- [Work to be completed]:
How many lines in the material below contain the string "EventReceiver"? Answer with the number alone.

- [Listed entries]:
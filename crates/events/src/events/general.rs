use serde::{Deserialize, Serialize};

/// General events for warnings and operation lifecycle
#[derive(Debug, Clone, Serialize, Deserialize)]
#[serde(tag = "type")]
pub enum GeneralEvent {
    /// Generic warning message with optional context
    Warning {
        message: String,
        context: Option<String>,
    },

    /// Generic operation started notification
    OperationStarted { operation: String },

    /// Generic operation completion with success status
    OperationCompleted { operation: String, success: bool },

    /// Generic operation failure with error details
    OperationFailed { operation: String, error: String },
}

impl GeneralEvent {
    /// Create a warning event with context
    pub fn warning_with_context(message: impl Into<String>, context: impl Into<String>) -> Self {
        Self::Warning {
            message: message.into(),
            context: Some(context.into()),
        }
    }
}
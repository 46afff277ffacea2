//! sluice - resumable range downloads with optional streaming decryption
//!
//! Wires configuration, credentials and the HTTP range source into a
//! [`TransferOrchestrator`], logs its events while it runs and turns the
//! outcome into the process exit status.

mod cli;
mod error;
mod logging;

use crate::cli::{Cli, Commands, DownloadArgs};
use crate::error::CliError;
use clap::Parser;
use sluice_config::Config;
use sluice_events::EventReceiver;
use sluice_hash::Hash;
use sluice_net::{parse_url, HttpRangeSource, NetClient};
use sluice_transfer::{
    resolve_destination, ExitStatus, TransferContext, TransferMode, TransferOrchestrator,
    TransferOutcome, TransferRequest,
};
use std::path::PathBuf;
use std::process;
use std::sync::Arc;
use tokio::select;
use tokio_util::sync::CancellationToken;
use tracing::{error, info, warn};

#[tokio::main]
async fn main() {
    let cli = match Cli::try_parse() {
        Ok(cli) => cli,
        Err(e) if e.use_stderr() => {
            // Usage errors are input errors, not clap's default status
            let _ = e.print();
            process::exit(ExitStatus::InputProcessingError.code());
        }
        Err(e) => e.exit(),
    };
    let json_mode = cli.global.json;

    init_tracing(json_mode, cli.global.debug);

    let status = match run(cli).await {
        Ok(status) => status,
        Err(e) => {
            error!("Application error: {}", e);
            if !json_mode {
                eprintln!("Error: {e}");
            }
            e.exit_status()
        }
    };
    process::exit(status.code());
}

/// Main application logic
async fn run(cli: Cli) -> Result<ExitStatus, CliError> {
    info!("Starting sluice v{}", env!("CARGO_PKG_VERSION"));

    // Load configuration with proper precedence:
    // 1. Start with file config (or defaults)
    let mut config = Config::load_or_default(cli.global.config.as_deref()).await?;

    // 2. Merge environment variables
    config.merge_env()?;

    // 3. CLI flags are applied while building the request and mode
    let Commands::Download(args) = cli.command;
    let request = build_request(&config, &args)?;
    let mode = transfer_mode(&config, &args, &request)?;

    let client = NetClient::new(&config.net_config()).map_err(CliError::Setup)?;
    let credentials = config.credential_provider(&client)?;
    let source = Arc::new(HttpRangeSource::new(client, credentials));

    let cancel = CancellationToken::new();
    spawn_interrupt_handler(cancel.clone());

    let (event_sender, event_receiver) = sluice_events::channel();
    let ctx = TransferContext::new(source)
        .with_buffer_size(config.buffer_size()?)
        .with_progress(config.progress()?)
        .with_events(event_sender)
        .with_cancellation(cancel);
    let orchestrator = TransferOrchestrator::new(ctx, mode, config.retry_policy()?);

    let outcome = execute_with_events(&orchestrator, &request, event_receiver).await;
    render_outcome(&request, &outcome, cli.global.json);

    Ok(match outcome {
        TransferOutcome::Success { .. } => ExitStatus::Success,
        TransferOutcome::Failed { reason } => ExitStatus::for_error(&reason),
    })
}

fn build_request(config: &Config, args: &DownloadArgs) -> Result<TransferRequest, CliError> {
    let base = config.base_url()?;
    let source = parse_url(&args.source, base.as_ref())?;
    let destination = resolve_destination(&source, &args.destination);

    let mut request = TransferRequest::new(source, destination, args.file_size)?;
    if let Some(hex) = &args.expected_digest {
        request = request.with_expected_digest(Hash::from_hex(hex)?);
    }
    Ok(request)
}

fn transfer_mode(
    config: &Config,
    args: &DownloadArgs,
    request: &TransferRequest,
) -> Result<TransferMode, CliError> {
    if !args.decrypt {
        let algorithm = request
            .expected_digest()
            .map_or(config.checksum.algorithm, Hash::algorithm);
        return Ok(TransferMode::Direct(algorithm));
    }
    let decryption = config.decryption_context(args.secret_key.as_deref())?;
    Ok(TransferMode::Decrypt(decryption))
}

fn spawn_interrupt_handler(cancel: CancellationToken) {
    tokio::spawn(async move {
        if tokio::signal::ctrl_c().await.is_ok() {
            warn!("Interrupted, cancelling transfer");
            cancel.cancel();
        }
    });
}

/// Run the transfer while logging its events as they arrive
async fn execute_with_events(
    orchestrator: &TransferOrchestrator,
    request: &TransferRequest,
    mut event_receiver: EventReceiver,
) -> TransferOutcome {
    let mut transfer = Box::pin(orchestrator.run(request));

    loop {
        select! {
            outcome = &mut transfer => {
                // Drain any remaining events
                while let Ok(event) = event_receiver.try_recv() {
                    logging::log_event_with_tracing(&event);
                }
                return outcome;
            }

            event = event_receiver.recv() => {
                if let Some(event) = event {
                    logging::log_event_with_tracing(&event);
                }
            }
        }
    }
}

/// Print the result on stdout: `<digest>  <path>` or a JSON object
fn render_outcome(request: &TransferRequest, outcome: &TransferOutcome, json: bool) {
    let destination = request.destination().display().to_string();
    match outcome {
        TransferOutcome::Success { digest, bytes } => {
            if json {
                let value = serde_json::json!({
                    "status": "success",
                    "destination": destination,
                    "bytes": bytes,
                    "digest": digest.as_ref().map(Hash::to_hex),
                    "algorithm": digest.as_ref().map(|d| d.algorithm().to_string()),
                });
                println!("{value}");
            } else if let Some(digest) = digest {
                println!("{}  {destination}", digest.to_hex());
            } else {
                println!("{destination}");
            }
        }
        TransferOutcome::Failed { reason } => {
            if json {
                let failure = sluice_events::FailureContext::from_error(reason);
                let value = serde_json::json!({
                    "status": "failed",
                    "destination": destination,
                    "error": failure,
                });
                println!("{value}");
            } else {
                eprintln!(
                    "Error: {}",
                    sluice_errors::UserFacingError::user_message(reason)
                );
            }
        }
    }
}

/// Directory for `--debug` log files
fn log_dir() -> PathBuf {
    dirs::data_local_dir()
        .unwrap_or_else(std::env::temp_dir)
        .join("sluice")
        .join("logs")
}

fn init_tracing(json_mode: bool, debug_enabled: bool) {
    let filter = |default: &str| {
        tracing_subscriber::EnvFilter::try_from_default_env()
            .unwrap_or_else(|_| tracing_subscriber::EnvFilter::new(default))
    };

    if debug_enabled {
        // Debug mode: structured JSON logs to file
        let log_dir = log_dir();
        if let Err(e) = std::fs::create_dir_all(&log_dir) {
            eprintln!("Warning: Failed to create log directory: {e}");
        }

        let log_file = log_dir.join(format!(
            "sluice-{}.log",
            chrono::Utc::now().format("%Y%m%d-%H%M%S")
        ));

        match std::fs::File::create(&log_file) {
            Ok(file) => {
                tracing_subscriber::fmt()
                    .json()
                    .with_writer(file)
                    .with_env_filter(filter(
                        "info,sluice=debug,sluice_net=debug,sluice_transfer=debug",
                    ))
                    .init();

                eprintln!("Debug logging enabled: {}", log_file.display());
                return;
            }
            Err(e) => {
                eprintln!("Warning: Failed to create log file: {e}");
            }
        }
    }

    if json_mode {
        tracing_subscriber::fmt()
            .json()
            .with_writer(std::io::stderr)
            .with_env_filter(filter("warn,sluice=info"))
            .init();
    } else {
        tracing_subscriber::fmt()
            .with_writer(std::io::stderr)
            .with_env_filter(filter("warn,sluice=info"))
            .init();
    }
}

- [Answer section]:
2